La fermeture du détroit, qui gère environ 20 % des approvisionnements mondiaux en pétrole et en gaz naturel liquéfié, a créé une prime de risque majeure sur les marchés de l'énergie. La secrétaire d'État britannique aux Affaires étrangères, Yvette Cooper, a averti que la perturbation mettait des dizaines de millions de personnes en danger de famine, affirmant que le monde est « en train de sombrer dans une crise alimentaire mondiale » en raison de l'importance du point de passage pour les expéditions d'engrais.

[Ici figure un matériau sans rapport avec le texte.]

// Copyright (c) 2025 Kirky.X
//
// Licensed under the MIT License
// See LICENSE file in the project root for full license information.

use crate::domain::repositories::state_repository::StateRepository;
use crate::domain::repositories::RepositoryError;
use std::sync::Arc;
use tracing::{error, info, warn};

/// 全局序列号
///
/// OpenKJ 客户端通过轮询序列号发现变化，任何状态变更都要推进它
#[derive(Clone)]
pub struct SerialCounter {
    state: Arc<dyn StateRepository>,
}

impl SerialCounter {
    pub fn new(state: Arc<dyn StateRepository>) -> Self {
        Self { state }
    }

    /// 确保状态行存在
    pub async fn ensure_row(&self) -> Result<(), RepositoryError> {
        if self.state.ensure_row().await? {
            info!("Created global state row with serial 0");
        }
        Ok(())
    }

    /// 当前序列号，状态行缺失时先创建
    pub async fn current(&self) -> Result<i32, RepositoryError> {
        if let Some(serial) = self.state.serial().await? {
            return Ok(serial);
        }
        self.ensure_row().await?;
        Ok(self.state.serial().await?.unwrap_or(0))
    }

    /// 当前序列号，状态行缺失时视为 0
    pub async fn peek(&self) -> Result<i32, RepositoryError> {
        Ok(self.state.serial().await?.unwrap_or(0))
    }

    /// 原子递增并返回新序列号
    ///
    /// 不会失败：数据库出错时记录日志，并返回当前值加一（读取也失败时返回 0）
    pub async fn advance(&self) -> i32 {
        match self.state.increment_serial().await {
            Ok(Some(serial)) => serial,
            Ok(None) => {
                warn!("Global state row missing while advancing serial; recreating");
                match self.ensure_row().await {
                    Ok(()) => match self.state.increment_serial().await {
                        Ok(Some(serial)) => serial,
                        Ok(None) => self.fallback().await,
                        Err(e) => {
                            error!(error = %e, "Failed to advance serial after recreating state row");
                            self.fallback().await
                        }
                    },
                    Err(e) => {
                        error!(error = %e, "Failed to recreate global state row");
                        0
                    }
                }
            }
            Err(e) => {
                error!(error = %e, "Failed to advance serial");
                self.fallback().await
            }
        }
    }

    async fn fallback(&self) -> i32 {
        match self.state.serial().await {
            Ok(Some(serial)) => serial + 1,
            Ok(None) => 0,
            Err(e) => {
                error!(error = %e, "Failed to read serial for fallback");
                0
            }
        }
    }
}

#[cfg(test)]
mod tests {
    use super::*;
    use crate::domain::repositories::in_memory::InMemoryStore;

    fn counter(store: &Arc<InMemoryStore>) -> SerialCounter {
        SerialCounter::new(store.clone())
    }

    #[tokio::test]
    async fn test_advance_is_monotonic() {
        let store = Arc::new(InMemoryStore::new());
        let serial = counter(&store);

        assert_eq!(serial.current().await.unwrap(), 0);
        assert_eq!(serial.advance().await, 1);
        assert_eq!(serial.advance().await, 2);
        assert_eq!(serial.current().await.unwrap(), 2);
    }

    #[tokio::test]
    async fn test_missing_row_is_recreated() {
        let store = Arc::new(InMemoryStore::new());
        store.drop_state_row().await;
        let serial = counter(&store);

        assert_eq!(serial.peek().await.unwrap(), 0);
        assert_eq!(serial.advance().await, 1);

        store.drop_state_row().await;
        assert_eq!(serial.current().await.unwrap(), 0);
    }

    #[tokio::test]
    async fn test_increment_failure_falls_back_to_current_plus_one() {
        let store = Arc::new(InMemoryStore::new());
        store.set_serial(41).await;
        store.fail("state.increment");

        assert_eq!(counter(&store).advance().await, 42);
    }

    #[tokio::test]
    async fn test_total_failure_falls_back_to_zero() {
        let store = Arc::new(InMemoryStore::new());
        store.fail("state.increment");
        store.fail("state.read");

        assert_eq!(counter(&store).advance().await, 0);
    }
}
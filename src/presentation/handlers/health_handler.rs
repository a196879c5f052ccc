// Copyright (c) 2025 Kirky.X
//
// Licensed under the MIT License
// See LICENSE file in the project root for full license information.

use axum::Json;
use chrono::Utc;
use serde_json::{json, Value};

/// 根路径
pub async fn root() -> &'static str {
    "Karaoke API is running!"
}

/// 健康检查端点
///
/// # 返回值
///
/// 返回状态与当前时间
pub async fn health_check() -> Json<Value> {
    Json(json!({
        "status": "UP",
        "timestamp": Utc::now().to_rfc3339(),
    }))
}
// Copyright (c) 2025 Kirky.X
//
// Licensed under the MIT License
// See LICENSE file in the project root for full license information.

use chrono::{DateTime, Utc};
use serde::Serialize;

/// 点歌顾客
///
/// 未注册顾客没有邮箱和密码，只有注册顾客可以登录并收藏歌曲
#[derive(Debug, Clone, PartialEq, Serialize)]
pub struct Patron {
    pub patron_id: i32,
    pub first_name: Option<String>,
    pub last_name: Option<String>,
    pub email: Option<String>,
    pub mobile_number: Option<String>,
    #[serde(skip_serializing)]
    pub password_hash: Option<String>,
    #[serde(rename = "createdAt")]
    pub created_at: DateTime<Utc>,
    #[serde(rename = "updatedAt")]
    pub updated_at: DateTime<Utc>,
}

#[derive(Debug, Clone)]
pub struct NewPatron {
    pub first_name: Option<String>,
    pub last_name: Option<String>,
    pub email: String,
    pub mobile_number: Option<String>,
    pub password_hash: String,
}
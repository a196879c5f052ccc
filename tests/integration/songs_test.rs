// Copyright (c) 2025 Kirky.X
//
// Licensed under the MIT License
// See LICENSE file in the project root for full license information.

use super::helpers::{create_test_app, TestApp};
use axum::http::StatusCode;
use serde_json::{json, Value};

async fn seed_songs(app: &TestApp) {
    let reply = app
        .openkj(json!({
            "command": "addSongs",
            "songs": [
                { "artist": "The Beatles", "title": "Hey Jude" },
                { "artist": "The Beatles", "title": "Let It Be" },
                { "artist": "Fifty Cent", "title": "In Da Club" },
                { "artist": "Queen", "title": "Bohemian Rhapsody" }
            ]
        }))
        .await;
    assert_eq!(reply["error"], false);
}

#[tokio::test]
#[ignore = "requires a Docker daemon"]
async fn test_full_text_search_variants() {
    let app = create_test_app().await;
    seed_songs(&app).await;

    let reversed = app
        .server
        .get("/api/songs/search")
        .add_query_param("q", "Beatles, The")
        .await
        .json::<Value>();
    assert_eq!(reversed["totalItems"], 2);

    let prefix = app
        .server
        .get("/api/songs/search")
        .add_query_param("q", "bohem")
        .await
        .json::<Value>();
    assert_eq!(prefix["songs"][0]["artist"], "Queen");

    let numeric = app
        .server
        .get("/api/songs/search")
        .add_query_param("q", "50 cent")
        .await
        .json::<Value>();
    assert_eq!(numeric["totalItems"], 1);
    assert_eq!(numeric["songs"][0]["title"], "In Da Club");

    let filtered = app
        .server
        .get("/api/songs/search")
        .add_query_param("q", "beatles")
        .add_query_param("title", "jude")
        .await
        .json::<Value>();
    assert_eq!(filtered["totalItems"], 1);
}

#[tokio::test]
#[ignore = "requires a Docker daemon"]
async fn test_artists_and_pagination() {
    let app = create_test_app().await;
    seed_songs(&app).await;

    let artists = app
        .server
        .get("/api/songs/artists")
        .await
        .json::<Value>();
    assert_eq!(artists["totalItems"], 3);
    assert_eq!(
        artists["artists"],
        json!(["Fifty Cent", "Queen", "The Beatles"])
    );

    let page = app
        .server
        .get("/api/songs/search")
        .add_query_param("size", "2")
        .add_query_param("page", "2")
        .await
        .json::<Value>();
    assert_eq!(page["totalItems"], 4);
    assert_eq!(page["totalPages"], 2);
    assert_eq!(page["currentPage"], 2);
    assert_eq!(page["songs"][0]["artist"], "The Beatles");

    app.server
        .get("/api/songs/not-a-number")
        .await
        .assert_status(StatusCode::NOT_FOUND);
}

#[tokio::test]
#[ignore = "requires a Docker daemon"]
async fn test_out_of_range_page_is_empty() {
    let app = create_test_app().await;
    seed_songs(&app).await;

    for (path, params) in [
        ("/api/songs/artists", vec![]),
        ("/api/songs/search", vec![("artist", "beatles")]),
        ("/api/songs/search", vec![("q", "beatles")]),
    ] {
        let mut request = app
            .server
            .get(path)
            .add_query_param("page", "18446744073709551615");
        for (key, value) in params {
            request = request.add_query_param(key, value);
        }
        let response = request.await;
        response.assert_status_ok();
        let body = response.json::<Value>();
        assert_eq!(body["error"], false);
        assert!(body["totalItems"].as_u64().unwrap() > 0);
    }
}

#[tokio::test]
#[ignore = "requires a Docker daemon"]
async fn test_full_text_filter_ignores_punctuation() {
    let app = create_test_app().await;
    app.openkj(json!({
        "command": "addSongs",
        "songs": [{ "artist": "AC/DC", "title": "Back in Black" }]
    }))
    .await;

    for artist in ["ac dc", "AC/DC"] {
        let body = app
            .server
            .get("/api/songs/search")
            .add_query_param("q", "back")
            .add_query_param("artist", artist)
            .await
            .json::<Value>();
        assert_eq!(body["totalItems"], 1, "artist filter {:?}", artist);
    }
}
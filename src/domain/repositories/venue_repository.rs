// Copyright (c) 2025 Kirky.X
//
// Licensed under the MIT License
// See LICENSE file in the project root for full license information.

use super::RepositoryError;
use crate::domain::models::venue::{Venue, VenueFilter};
use async_trait::async_trait;

/// 场馆仓库特质
#[async_trait]
pub trait VenueRepository: Send + Sync {
    /// 根据ID查找场馆
    ///
    /// # 返回值
    ///
    /// * `Ok(Some(Venue))` - 找到场馆
    /// * `Ok(None)` - 场馆不存在
    /// * `Err(RepositoryError)` - 查询失败
    async fn find_by_id(&self, venue_id: i32) -> Result<Option<Venue>, RepositoryError>;

    /// 按名称排序列出符合条件的场馆
    async fn list(&self, filter: &VenueFilter) -> Result<Vec<Venue>, RepositoryError>;

    /// 设置场馆是否接受点歌
    ///
    /// # 返回值
    ///
    /// * `Ok(Some(Venue))` - 更新后的场馆
    /// * `Ok(None)` - 场馆不存在
    async fn set_accepting(
        &self,
        venue_id: i32,
        accepting: bool,
    ) -> Result<Option<Venue>, RepositoryError>;

    /// 场馆总数
    async fn count(&self) -> Result<u64, RepositoryError>;
}
// Copyright (c) 2025 Kirky.X
//
// Licensed under the MIT License
// See LICENSE file in the project root for full license information.

use crate::application::dto::request_submission::SubmitRequestDto;
use crate::domain::services::request_service::RequestService;
use crate::presentation::errors::AppError;
use axum::{
    extract::{rejection::JsonRejection, Extension},
    http::StatusCode,
    Json,
};
use serde_json::{json, Value};
use std::sync::Arc;

/// 顾客提交点歌请求
pub async fn submit_request(
    Extension(requests): Extension<Arc<RequestService>>,
    payload: Result<Json<SubmitRequestDto>, JsonRejection>,
) -> Result<(StatusCode, Json<Value>), AppError> {
    let Json(dto) = payload?;
    let request = requests.submit(dto.into()).await?;
    Ok((
        StatusCode::CREATED,
        Json(json!({
            "error": false,
            "message": "Request submitted successfully!",
            "request": request,
        })),
    ))
}
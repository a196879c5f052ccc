// Copyright (c) 2025 Kirky.X
//
// Licensed under the MIT License
// See LICENSE file in the project root for full license information.

use crate::domain::models::venue::{Venue, VenueFilter};
use crate::domain::repositories::venue_repository::VenueRepository;
use crate::domain::repositories::RepositoryError;
use crate::infrastructure::database::entities::venue;
use async_trait::async_trait;
use chrono::Utc;
use sea_orm::*;
use std::sync::Arc;

/// 场馆仓库实现
#[derive(Clone)]
pub struct VenueRepoImpl {
    db: Arc<DatabaseConnection>,
}

impl VenueRepoImpl {
    pub fn new(db: Arc<DatabaseConnection>) -> Self {
        Self { db }
    }
}

#[async_trait]
impl VenueRepository for VenueRepoImpl {
    async fn find_by_id(&self, venue_id: i32) -> Result<Option<Venue>, RepositoryError> {
        let model = venue::Entity::find_by_id(venue_id)
            .one(self.db.as_ref())
            .await?;
        Ok(model.map(Into::into))
    }

    async fn list(&self, filter: &VenueFilter) -> Result<Vec<Venue>, RepositoryError> {
        let mut query = venue::Entity::find();
        if let Some(venue_id) = filter.venue_id {
            query = query.filter(venue::Column::VenueId.eq(venue_id));
        }
        if let Some(url_name) = &filter.url_name {
            query = query.filter(venue::Column::UrlName.eq(url_name.as_str()));
        }

        let models = query
            .order_by_asc(venue::Column::Name)
            .all(self.db.as_ref())
            .await?;
        Ok(models.into_iter().map(Into::into).collect())
    }

    async fn set_accepting(
        &self,
        venue_id: i32,
        accepting: bool,
    ) -> Result<Option<Venue>, RepositoryError> {
        let Some(model) = venue::Entity::find_by_id(venue_id)
            .one(self.db.as_ref())
            .await?
        else {
            return Ok(None);
        };

        let mut active: venue::ActiveModel = model.into();
        active.accepting = Set(accepting);
        active.updated_at = Set(Utc::now());
        let updated = active.update(self.db.as_ref()).await?;
        Ok(Some(updated.into()))
    }

    async fn count(&self) -> Result<u64, RepositoryError> {
        Ok(venue::Entity::find().count(self.db.as_ref()).await?)
    }
}

impl From<venue::Model> for Venue {
    fn from(model: venue::Model) -> Self {
        Self {
            venue_id: model.venue_id,
            name: model.name,
            url_name: model.url_name,
            accepting: model.accepting,
            address1: model.address1,
            address2: model.address2,
            city: model.city,
            state: model.state,
            zip: model.zip,
            lat: model.lat,
            lon: model.lon,
            created_at: model.created_at,
            updated_at: model.updated_at,
        }
    }
}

### Le système de péage à 1 million de dollars de l'Iran face à des obstacles juridiques
La désescalade potentielle survient alors que l'Iran tente de formaliser un système de péage pour le passage à travers le détroit, une initiative qui a suscité de vives critiques. L'ambassadeur de Téhéran en France, Mohammad Amin-Nejad, a annoncé des discussions avec Oman pour gérer la navigation et la sécurité, affirmant qu'« il va sans dire que ceux qui souhaitent bénéficier de ce trafic doivent également payer leur part ».
L'Iran facture déjà des frais de plus d'un million de dollars par navire, certains rapports citant des péages allant jusqu'à 2 millions de dollars, selon l'Insurance Journal. Cependant, le plan de création d'un organe administratif permanent, la Persian Gulf Strait Authority, pour superviser les péages est contesté. L'Organisation maritime internationale a déclaré le 9 avril que tout péage de ce type « créerait un précédent dangereux », une position soutenue par les grandes nations maritimes et les États-Unis.
### La position d'Oman est déterminante
Oman, qui partage le contrôle du détroit avec l'Iran, a historiquement rejeté la proposition de péage comme étant incompatible avec le droit maritime international. Sa participation est géographiquement nécessaire pour tout système administratif bilatéral, et son silence suite aux derniers commentaires d'Amin-Nejad est significatif. Tout assouplissement perçu de sa position pourrait donner une légitimité au plan de Téhéran.
Pour les marchés de l'énergie, un péage formalisé remplacerait le risque imprévisible de fermeture par une redevance prévisible mais contestée, modifiant fondamentalement l'économie du transport maritime de pétrole depuis le golfe Persique. L'issue dépendra de la question de savoir si la communauté internationale traitera le péage comme un frais de service légitime ou une taxe illégale. Cette incertitude suffit à maintenir la prime de risque d'Ormuz à un niveau élevé jusqu'à ce qu'un accord formel sur le statut du détroit soit conclu.